Eu sou o Pão descido do Céu! – Evangelho Comentado

sexta-feira, agosto 7, 2009

 

EVANGELHO COMENTADO

Evangelho de Jo 6,41-51 – 19º DOMINGO DO TEMPO COMUM

Murmuravam então dele os judeus, porque dissera: Eu sou o pão que desceu do céu. E perguntavam: Porventura não é ele Jesus, o filho de José, cujo pai e mãe conhecemos? Como, pois, diz ele: Desci do céu? Respondeu-lhes Jesus: Não murmureis entre vós. Ninguém pode vir a mim se o Pai, que me enviou, não o atrair; e eu hei de ressuscitá-lo no último dia. Está escrito nos profetas: Todos serão ensinados por Deus {Is 54,13}. Assim, todo aquele que ouviu o Pai e foi por ele instruído vem a mim. Não que alguém tenha visto o Pai, pois só aquele que vem de Deus, esse é que viu o Pai. Em verdade, em verdade vos digo: quem crê em mim tem a vida eterna.  Eu sou o pão da vida. Vossos pais, no deserto, comeram o maná e morreram. Este é o pão que desceu do céu, para que não morra todo aquele que dele comer. Eu sou o pão vivo que desceu do céu. Quem comer deste pão viverá eternamente. E o pão, que eu hei de dar, é a minha carne para a salvação do mundo.

OUVIR O PAI E CRER

Os protagonistas são chamados judeus, termo que em João aparece 77 vezes (cinco em Mateus e Lucas e seis em Marcos). Tal uso indiscriminado do termo indica que, quando o evangelista compõe o seu evangelho, já estamos no período em que os hebreus, em diáspora (formação das comunidades judaicas fora da Palestina), estão se reorganizando e buscam recompor a sua identidade intensificando o estudo da Torá ("Bíblia" dos judeus), da qual nascerá o Talmud e a tradição do judaísmo rabínico, que é a veia fundamental do hebraísmo que chega até nós.
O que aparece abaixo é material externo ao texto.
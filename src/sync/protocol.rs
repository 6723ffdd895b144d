use std::sync::Arc;

use parking_lot::Mutex;
use tokio::sync::broadcast;
use tokio::task::AbortHandle;
use uuid::Uuid;

use super::{ChangeMessage, Envelope, MessageBus, MessageHandler};

/// In-process broadcast channel shared by every endpoint ("tab") cloned from it
#[derive(Clone)]
pub struct BroadcastHub {
    name: String,
    tx: broadcast::Sender<Arc<Envelope>>,
}

impl BroadcastHub {
    pub fn new(name: impl Into<String>, capacity: usize) -> Self {
        let (tx, _rx) = broadcast::channel(capacity.max(1));
        Self {
            name: name.into(),
            tx,
        }
    }

    pub fn name(&self) -> &str {
        &self.name
    }

    /// A new endpoint on this channel with its own sender id
    pub fn endpoint(&self) -> Arc<ChannelEndpoint> {
        Arc::new(ChannelEndpoint {
            id: Uuid::new_v4(),
            hub: self.clone(),
            receivers: Mutex::new(Vec::new()),
        })
    }

    /// Raw envelope stream, own echoes included
    pub fn subscribe(&self) -> broadcast::Receiver<Arc<Envelope>> {
        self.tx.subscribe()
    }

    /// Inject an envelope as-is, keeping its original sender
    pub fn send(&self, envelope: Arc<Envelope>) {
        // No receivers is not an error for a broadcast channel
        let _ = self.tx.send(envelope);
    }

    pub fn receiver_count(&self) -> usize {
        self.tx.receiver_count()
    }
}

/// One context's handle on a `BroadcastHub`
///
/// Receive loops started by `on_message` live as long as the endpoint; the
/// owning store drops it, and with it every loop.
pub struct ChannelEndpoint {
    id: Uuid,
    hub: BroadcastHub,
    receivers: Mutex<Vec<AbortHandle>>,
}

impl ChannelEndpoint {
    pub fn id(&self) -> Uuid {
        self.id
    }

    pub fn hub(&self) -> &BroadcastHub {
        &self.hub
    }
}

impl Drop for ChannelEndpoint {
    fn drop(&mut self) {
        for receiver in self.receivers.get_mut().drain(..) {
            receiver.abort();
        }
    }
}

impl MessageBus for ChannelEndpoint {
    fn publish(&self, message: ChangeMessage) {
        tracing::debug!(channel = %self.hub.name, key = message.key(), "publish");
        self.hub.send(Arc::new(Envelope::new(self.id, message)));
    }

    fn on_message(&self, handler: MessageHandler) {
        // Subscribe now so nothing published after registration is missed
        let mut rx = self.hub.subscribe();
        let own_id = self.id;
        let channel = self.hub.name.clone();

        let Ok(runtime) = tokio::runtime::Handle::try_current() else {
            tracing::warn!(%channel, "no async runtime; cross-context messages will not be delivered");
            return;
        };

        let task = runtime.spawn(async move {
            loop {
                match rx.recv().await {
                    Ok(envelope) => {
                        if envelope.sender == own_id {
                            continue;
                        }
                        handler(envelope.message.clone());
                    }
                    Err(broadcast::error::RecvError::Lagged(skipped)) => {
                        tracing::warn!(%channel, skipped, "receiver lagged; changes dropped");
                    }
                    Err(broadcast::error::RecvError::Closed) => break,
                }
            }
        });
        self.receivers.lock().push(task.abort_handle());
    }
}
O cristianismo está também colocando em prática a sua própria doutrina: afasta-se cada vez mais do judaísmo e afirma a sua identidade frequentemente em polêmica com o judaísmo, que é a sua raiz.

Nos capítulos lidos hoje, judeus, provavelmente galileus de proveniência, são alguns da multidão, que exprimem a perplexidade sobre um discurso verdadeiramente difícil e que se fará de todo paradoxal (contraditório), se tomado ao pé da letra e não em sentido sacramental, quando Jesus diz: “Quem come a minha carne e bebe o meu sangue” (vv. 54.56). Estes não contestam que Deus possa dar um pão da vida, mas ficam surpresos que Jesus possa dizer ser o pão da vida. Na verdade, conhecem bem a sua família, vale dizer que o conhecem como homem normal. De fato, não é um esforço pessoal de interpretação das suas palavras que lhes fará compreender, mas um chamado do Pai: “ninguém pode vir a mim se o Pai que me enviou não o atrai” (cf. v. 44). Trata-se de uma vocação, dom gratuito de Deus. Em linguagem tradicional, diz-se que é a graça antecipada por Deus que suscita a fé.